Я привел отрывок из моего рассказа.
Думаю, этого отрывка вполне достаточно, чтобы признать, что в моем первом «литературном трепете» действительно было кое-что для слуха, не говоря уже о высоком душевном напряжении.
Наконец герои мои после долгих «сердечных испытаний» по «непередаваемому» выражению глаз («а глаза — это маленькие телескопы, направленные во вселенную человеческой души») поняли: ведь они же прежние Надя и Сережа. Боже мой! Ведь они же сидели за одной партой, вместе вступали в пионерскую дружину, вместе… И я торжественно заканчивал свой рассказ:
«Памятны назначенные встречи. Преодолены разделявшие пространства, и друзья вновь за одним пиршественным столом. Ни одного печального взгляда. Восторги, восклицания и чаши, поднятые к небесам.
— За счастье жизни нашей!
— За всех любимых!
Памятны назначенные встречи…»
На последнем слове голос мой сорвался: если глаза — зеркало души, то голос, без всякого сомнения, — эхо душевного состояния. Я не решался сразу посмотреть на Виктора Сергеевича. Он слишком близко подсел ко мне, и свет в вагоне был слишком яркий.
Сдерживая дыхание, я ожидал оценки своему рассказу. Было тихо. Я не слышал даже стука колес. Вернее, стук колес я почему-то принимал за стук своего сердца.
А между тем там, в пустом пространстве, куда я перенесся волей известного только начинающему автору чувства, раздалось вдруг покашливание — этакое, знаете, неловкое покашливание.
Кто? Виктор Сергеевич? Нет, он рядом, а покашливание — снизу.
Наконец взгляд мой остановился на военном.
Сверху мне было видно, как он, прикрыв лицо широченной ладонью, почесывает себе переносицу.
«А, почесывает, ну и пусть себе почесывает», — сказал я себе и перевел взгляд на студента. Долговязый тоже бодрствовал. И — странное дело: неужели его тоже прохватил чох? — рука его лежала на переносице, и он тоже готов был вот-вот чихнуть — или мне это только показалось?
«Да, конечно, в вагоне сквозняк», — решил я и уже после этого смело поднял глаза на Виктора Сергеевича. Да, дорогой мой друг, я не опустил их, хотя и пожелал в ту минуту, чтобы они, глаза мои, видели не так хорошо и не так много. Зачем? Ну зачем им, этим глазам, видеть, например, что такое симпатичное лицо твоего соседа, может быть, только высшим напряжением воли сдерживает вырывающийся наружу смех?
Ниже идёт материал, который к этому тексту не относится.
//! Payload layout constants
//!
//! Byte offsets into the IPC payload (after the segment/IPC headers the host
//! strips). All multi-byte fields are little-endian.

/// SystemLogMessage payload
pub mod system_log {
    /// Log message id (u32)
    pub const LOG_ID: usize = 4;
    pub const LOG_ID_WIDTH: usize = 4;

    /// Item id of a used pomander (u8), only meaningful for the pomander log id
    pub const ITEM_ID: usize = 16;
    pub const ITEM_ID_WIDTH: usize = 1;

    /// Bytes needed to read the log id
    pub const MIN_LEN: usize = LOG_ID + LOG_ID_WIDTH;

    /// Bytes needed to read a pomander item id
    pub const MIN_LEN_WITH_ITEM: usize = ITEM_ID + ITEM_ID_WIDTH;
}

/// ActorControlSelf payload
pub mod actor_control_self {
    /// Control category (u8; the u16 field's low byte)
    pub const CATEGORY: usize = 0;
    pub const CATEGORY_WIDTH: usize = 1;

    /// Content id of a duty-commenced update (u16; low half of param1)
    pub const CONTENT_ID: usize = 4;
    pub const CONTENT_ID_WIDTH: usize = 2;

    /// Director update kind (u8; low byte of param2)
    pub const UPDATE_KIND: usize = 8;
    pub const UPDATE_KIND_WIDTH: usize = 1;

    /// Bytes needed to decode a director update
    pub const MIN_LEN: usize = UPDATE_KIND + UPDATE_KIND_WIDTH;
}
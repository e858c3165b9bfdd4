use serde::{Deserialize, Serialize};

/// World-space position. The ground plane is X/Z, Y points up.
#[derive(Debug, Clone, Copy, PartialEq, Default, Serialize, Deserialize)]
pub struct Vec3 {
    pub x: f32,
    pub y: f32,
    pub z: f32,
}

impl Vec3 {
    pub const fn new(x: f32, y: f32, z: f32) -> Self {
        Self { x, y, z }
    }

    pub fn distance(&self, other: Vec3) -> f32 {
        let dx = self.x - other.x;
        let dy = self.y - other.y;
        let dz = self.z - other.z;
        (dx * dx + dy * dy + dz * dz).sqrt()
    }

    /// Point on the ground plane at `radius` from this one, in the direction
    /// of `angle` (radians, 0 = +Z, same convention as entity rotation).
    pub fn on_ground(&self, angle: f32, radius: f32) -> Vec3 {
        Vec3 {
            x: self.x + radius * angle.sin(),
            y: self.y,
            z: self.z + radius * angle.cos(),
        }
    }
}

/// Screen-space position in pixels
#[derive(Debug, Clone, Copy, PartialEq, Default, Serialize, Deserialize)]
pub struct Vec2 {
    pub x: f32,
    pub y: f32,
}

impl Vec2 {
    pub const fn new(x: f32, y: f32) -> Self {
        Self { x, y }
    }
}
Видели бы закушенную нижнюю губу, видели бы вздрагивающую левую бровь, гладко выбритый подбородок, ну уши — и правое и левое, — пусть даже заметили бы все ямочки на лице, шрам на левой стороне шеи, маленькую родинку на открытой груди, пусть! Но зачем видеть смеющуюся душу человека?
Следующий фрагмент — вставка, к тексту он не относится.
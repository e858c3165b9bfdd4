use serde::{Deserialize, Serialize};
use strum::{Display, IntoStaticStr};

/// Trap state of the current floor, ordered from least to most safe
#[derive(
    Debug,
    Clone,
    Copy,
    PartialEq,
    Eq,
    PartialOrd,
    Ord,
    Default,
    Serialize,
    Deserialize,
    IntoStaticStr,
    Display,
)]
pub enum TrapStatus {
    /// Traps armed and hidden
    #[default]
    Active,
    /// Traps armed but revealed
    Visible,
    /// Traps disarmed for the rest of the floor
    Inactive,
}

impl TrapStatus {
    /// Status after a Sight effect; only hidden traps become visible
    pub fn reveal(self) -> Self {
        match self {
            Self::Active => Self::Visible,
            other => other,
        }
    }

    /// Status after a Safety effect
    pub fn disarm(self) -> Self {
        Self::Inactive
    }
}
И я понял: рассказ мой не только не вызвал восторга, но он осмеян.
Конечно, мне бы промолчать. Но что я мог поделать с собой? Какой-то бес сидел во мне. И что ему нужно было? Зачем он ворочал моим языком? Я сказал:
— Ну вот. И писал я его всего одну ночь. Как вы находите? Только не говорите о частностях. Я знаю, языковая отделка еще, пожалуй, недостаточна… Над этим я еще поработаю… Но вот как с внутренней стороны — это́ как вы находите? Это меня больше всего занимает.
Я хотел показать, что в известных случаях даже очень чистые в моральном отношении люди проявляют себя — ну как бы это выразиться…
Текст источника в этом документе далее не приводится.